Data provided below:

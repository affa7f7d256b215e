use serde::{Deserialize, Serialize};
use std::env;

/// Secret used when none is configured. Only acceptable outside production.
pub const DEV_JWT_SECRET: &str = "secret-dev";

#[derive(Debug, Clone, Serialize, Deserialize)]
pub struct AppConfig {
    pub environment: Environment,
    pub database: DatabaseConfig,
    pub api: ApiConfig,
    pub security: SecurityConfig,
}

#[derive(Debug, Clone, Copy, PartialEq, Eq, Serialize, Deserialize)]
pub enum Environment {
    Development,
    Test,
    Staging,
    Production,
}

#[derive(Debug, Clone, Serialize, Deserialize)]
pub struct DatabaseConfig {
    pub url: Option<String>,
    pub max_connections: u32,
    pub connection_timeout: u64,
    pub run_migrations: bool,
}

#[derive(Debug, Clone, Serialize, Deserialize)]
pub struct ApiConfig {
    pub port: u16,
    pub enable_request_logging: bool,
}

#[derive(Debug, Clone, Serialize, Deserialize)]
pub struct SecurityConfig {
    #[serde(skip_serializing)]
    pub jwt_secret: String,
    pub jwt_expiry_hours: u64,
    pub cors_origins: Vec<String>,
}

#[derive(Debug, thiserror::Error, PartialEq, Eq)]
pub enum ConfigError {
    #[error("JWT_SECRET must be set in {0:?}")]
    MissingSecret(Environment),
}

impl AppConfig {
    pub fn from_env() -> Self {
        let environment = match env::var("APP_ENV").as_deref() {
            Ok("production") | Ok("prod") => Environment::Production,
            Ok("staging") | Ok("stage") => Environment::Staging,
            Ok("test") => Environment::Test,
            _ => Environment::Development,
        };

        // Set defaults based on environment, then override with specific env vars
        Self::for_environment(environment).with_env_overrides()
    }

    pub fn for_environment(environment: Environment) -> Self {
        match environment {
            Environment::Production => Self::production(),
            Environment::Staging => Self::staging(),
            Environment::Test => Self::test(),
            Environment::Development => Self::development(),
        }
    }

    fn with_env_overrides(mut self) -> Self {
        // Database overrides
        if let Ok(v) = env::var("DATABASE_URL") {
            self.database.url = Some(v);
        }
        if let Ok(v) = env::var("DATABASE_MAX_CONNECTIONS") {
            self.database.max_connections = v.parse().unwrap_or(self.database.max_connections);
        }
        if let Ok(v) = env::var("DATABASE_CONNECTION_TIMEOUT") {
            self.database.connection_timeout = v.parse().unwrap_or(self.database.connection_timeout);
        }
        if let Ok(v) = env::var("DATABASE_RUN_MIGRATIONS") {
            self.database.run_migrations = v.parse().unwrap_or(self.database.run_migrations);
        }

        // API overrides
        if let Some(port) = env::var("JOBLY_API_PORT")
            .ok()
            .or_else(|| env::var("PORT").ok())
            .and_then(|s| s.parse::<u16>().ok())
        {
            self.api.port = port;
        }
        if let Ok(v) = env::var("API_ENABLE_REQUEST_LOGGING") {
            self.api.enable_request_logging = v.parse().unwrap_or(self.api.enable_request_logging);
        }

        // Security overrides
        if let Ok(v) = env::var("JWT_SECRET") {
            if !v.is_empty() {
                self.security.jwt_secret = v;
            }
        }
        if let Ok(v) = env::var("SECURITY_JWT_EXPIRY_HOURS") {
            self.security.jwt_expiry_hours = v.parse().unwrap_or(self.security.jwt_expiry_hours);
        }
        if let Ok(v) = env::var("SECURITY_CORS_ORIGINS") {
            self.security.cors_origins = v
                .split(',')
                .map(|s| s.trim().to_string())
                .filter(|s| !s.is_empty())
                .collect();
        }

        self
    }

    /// Reject configurations that must never serve traffic.
    pub fn validate(&self) -> Result<(), ConfigError> {
        let needs_real_secret = matches!(
            self.environment,
            Environment::Production | Environment::Staging
        );
        if needs_real_secret && self.security.jwt_secret == DEV_JWT_SECRET {
            return Err(ConfigError::MissingSecret(self.environment));
        }
        Ok(())
    }

    fn development() -> Self {
        Self {
            environment: Environment::Development,
            database: DatabaseConfig {
                url: None,
                max_connections: 10,
                connection_timeout: 30,
                run_migrations: true,
            },
            api: ApiConfig {
                port: 3001,
                enable_request_logging: true,
            },
            security: SecurityConfig {
                jwt_secret: DEV_JWT_SECRET.to_string(),
                jwt_expiry_hours: 24 * 7, // 1 week
                cors_origins: vec!["http://localhost:3000".to_string()],
            },
        }
    }

    fn test() -> Self {
        Self {
            environment: Environment::Test,
            database: DatabaseConfig {
                url: None,
                max_connections: 2,
                connection_timeout: 5,
                run_migrations: true,
            },
            api: ApiConfig {
                port: 0,
                enable_request_logging: false,
            },
            security: SecurityConfig {
                jwt_secret: DEV_JWT_SECRET.to_string(),
                jwt_expiry_hours: 1,
                cors_origins: vec![],
            },
        }
    }

    fn staging() -> Self {
        Self {
            environment: Environment::Staging,
            database: DatabaseConfig {
                url: None,
                max_connections: 20,
                connection_timeout: 10,
                run_migrations: true,
            },
            api: ApiConfig {
                port: 3001,
                enable_request_logging: true,
            },
            security: SecurityConfig {
                jwt_secret: DEV_JWT_SECRET.to_string(),
                jwt_expiry_hours: 24,
                cors_origins: vec!["https://staging.example.com".to_string()],
            },
        }
    }

    fn production() -> Self {
        Self {
            environment: Environment::Production,
            database: DatabaseConfig {
                url: None,
                max_connections: 50,
                connection_timeout: 5,
                run_migrations: false,
            },
            api: ApiConfig {
                port: 3001,
                enable_request_logging: false,
            },
            security: SecurityConfig {
                jwt_secret: DEV_JWT_SECRET.to_string(),
                jwt_expiry_hours: 4,
                cors_origins: vec!["https://app.example.com".to_string()],
            },
        }
    }
}
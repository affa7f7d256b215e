use axum::{
    extract::{rejection::JsonRejection, rejection::QueryRejection, Path, Query, State},
    Json,
};
use serde_json::{json, Value};

use super::rejected;
use crate::database::models::{Company, CompanyDetail, CompanyFilter, NewCompany};
use crate::database::UpdatePayload;
use crate::middleware::{ApiResponse, ApiResult};
use crate::AppState;

/// GET /companies - List companies, optionally filtered by nameLike, minEmployees, maxEmployees
pub async fn list(
    State(state): State<AppState>,
    query: Result<Query<CompanyFilter>, QueryRejection>,
) -> ApiResult<Vec<Company>> {
    let Query(filter) = query.map_err(rejected)?;
    let companies = Company::find_all(&state.pool, &filter).await?;
    Ok(ApiResponse::success(companies))
}

/// GET /companies/:handle - A company with its jobs
pub async fn get(
    State(state): State<AppState>,
    Path(handle): Path<String>,
) -> ApiResult<CompanyDetail> {
    let company = Company::get(&state.pool, &handle).await?;
    Ok(ApiResponse::success(company))
}

/// POST /companies - Create a company (admin)
pub async fn create(
    State(state): State<AppState>,
    body: Result<Json<NewCompany>, JsonRejection>,
) -> ApiResult<Company> {
    let Json(data) = body.map_err(rejected)?;
    let company = Company::create(&state.pool, data).await?;
    Ok(ApiResponse::created(company))
}

/// PATCH /companies/:handle - Partially update a company (admin)
pub async fn update(
    State(state): State<AppState>,
    Path(handle): Path<String>,
    body: Result<Json<UpdatePayload>, JsonRejection>,
) -> ApiResult<Company> {
    let Json(data) = body.map_err(rejected)?;
    let company = Company::update(&state.pool, &handle, data).await?;
    Ok(ApiResponse::success(company))
}

/// DELETE /companies/:handle - Remove a company and its jobs (admin)
pub async fn remove(
    State(state): State<AppState>,
    Path(handle): Path<String>,
) -> ApiResult<Value> {
    Company::remove(&state.pool, &handle).await?;
    Ok(ApiResponse::success(json!({ "deleted": handle })))
}
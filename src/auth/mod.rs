use chrono::{Duration, Utc};
use jsonwebtoken::{decode, encode, Algorithm, DecodingKey, EncodingKey, Header, Validation};
use serde::{Deserialize, Serialize};

// Ten years; keeps the expiry arithmetic in range.
const MAX_EXPIRY_HOURS: i64 = 24 * 365 * 10;

/// Identity carried by a verified token. Lives in request extensions for one request.
#[derive(Debug, Clone, PartialEq, Eq, Serialize, Deserialize)]
#[serde(rename_all = "camelCase")]
pub struct AuthClaims {
    pub username: String,
    #[serde(default)]
    pub is_admin: bool,
    pub exp: i64,
    pub iat: i64,
}

impl AuthClaims {
    pub fn new(username: impl Into<String>, is_admin: bool, expiry_hours: u64) -> Self {
        let now = Utc::now();
        let hours = i64::try_from(expiry_hours)
            .unwrap_or(MAX_EXPIRY_HOURS)
            .min(MAX_EXPIRY_HOURS);
        let exp = (now + Duration::hours(hours)).timestamp();

        Self {
            username: username.into(),
            is_admin,
            exp,
            iat: now.timestamp(),
        }
    }
}

#[derive(Debug, thiserror::Error)]
pub enum JwtError {
    #[error("JWT generation error: {0}")]
    TokenGeneration(String),
    #[error("Invalid JWT token: {0}")]
    InvalidToken(#[from] jsonwebtoken::errors::Error),
    #[error("Invalid JWT secret")]
    InvalidSecret,
}

/// Signs and verifies tokens with a single HS256 secret
#[derive(Clone)]
pub struct TokenKeys {
    encoding: EncodingKey,
    decoding: DecodingKey,
    validation: Validation,
}

impl TokenKeys {
    pub fn from_secret(secret: &str) -> Result<Self, JwtError> {
        if secret.is_empty() {
            return Err(JwtError::InvalidSecret);
        }

        let mut validation = Validation::new(Algorithm::HS256);
        validation.leeway = 0;

        Ok(Self {
            encoding: EncodingKey::from_secret(secret.as_bytes()),
            decoding: DecodingKey::from_secret(secret.as_bytes()),
            validation,
        })
    }

    pub fn generate(&self, claims: &AuthClaims) -> Result<String, JwtError> {
        encode(&Header::new(Algorithm::HS256), claims, &self.encoding)
            .map_err(|e| JwtError::TokenGeneration(e.to_string()))
    }

    /// Check signature and expiry and return the decoded claims
    pub fn verify(&self, token: &str) -> Result<AuthClaims, JwtError> {
        let token_data = decode::<AuthClaims>(token, &self.decoding, &self.validation)?;
        Ok(token_data.claims)
    }
}

impl std::fmt::Debug for TokenKeys {
    fn fmt(&self, f: &mut std::fmt::Formatter<'_>) -> std::fmt::Result {
        f.debug_struct("TokenKeys").finish_non_exhaustive()
    }
}
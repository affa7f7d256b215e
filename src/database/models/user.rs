use async_trait::async_trait;
use serde::{Deserialize, Serialize};
use sqlx::{FromRow, PgPool};

use crate::error::ApiError;

#[derive(Debug, Clone, PartialEq, Eq, Serialize, Deserialize, FromRow)]
#[serde(rename_all = "camelCase")]
pub struct User {
    pub username: String,
    pub first_name: String,
    pub last_name: String,
    pub email: String,
    pub is_admin: bool,
}

impl User {
    /// Fetch a user by username. Missing users are `NotFound`.
    pub async fn get(pool: &PgPool, username: &str) -> Result<User, ApiError> {
        let user = sqlx::query_as::<_, User>(
            "SELECT username, first_name, last_name, email, is_admin
             FROM users
             WHERE username = $1",
        )
        .bind(username)
        .fetch_optional(pool)
        .await?;

        user.ok_or_else(|| ApiError::not_found(format!("No user: {}", username)))
    }
}

/// Read-only access to users, as needed by the authorization gate
#[async_trait]
pub trait UserLookup: Send + Sync {
    async fn get(&self, username: &str) -> Result<User, ApiError>;
}

/// [`UserLookup`] backed by the `users` table
#[derive(Clone)]
pub struct PgUserStore {
    pool: PgPool,
}

impl PgUserStore {
    pub fn new(pool: PgPool) -> Self {
        Self { pool }
    }
}

#[async_trait]
impl UserLookup for PgUserStore {
    async fn get(&self, username: &str) -> Result<User, ApiError> {
        User::get(&self.pool, username).await
    }
}
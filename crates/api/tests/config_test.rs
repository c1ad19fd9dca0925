use rstest::rstest;
use clinic_api::config::{parse_log_level, ApiConfig};
use tracing::Level;

#[test]
fn test_server_addr() {
    let config = ApiConfig {
        host: "127.0.0.1".to_string(),
        port: 8080,
        database_url: "postgres://localhost/clinic".to_string(),
        log_level: Level::INFO,
        cors_origins: None,
        request_timeout: 30,
        generation_horizon_days: 30,
    };

    assert_eq!(config.server_addr(), "127.0.0.1:8080");
}

#[rstest]
#[case("trace", Level::TRACE)]
#[case("DEBUG", Level::DEBUG)]
#[case("warn", Level::WARN)]
#[case("error", Level::ERROR)]
#[case("verbose", Level::INFO)]
fn test_parse_log_level(#[case] value: &str, #[case] expected: Level) {
    assert_eq!(parse_log_level(value), expected);
}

End of Data provided.

## What this task involves:
From the entries above, list each line with "InvalidSecret" in it.

## Exercise solution:
    InvalidSecret,
            return Err(JwtError::InvalidSecret);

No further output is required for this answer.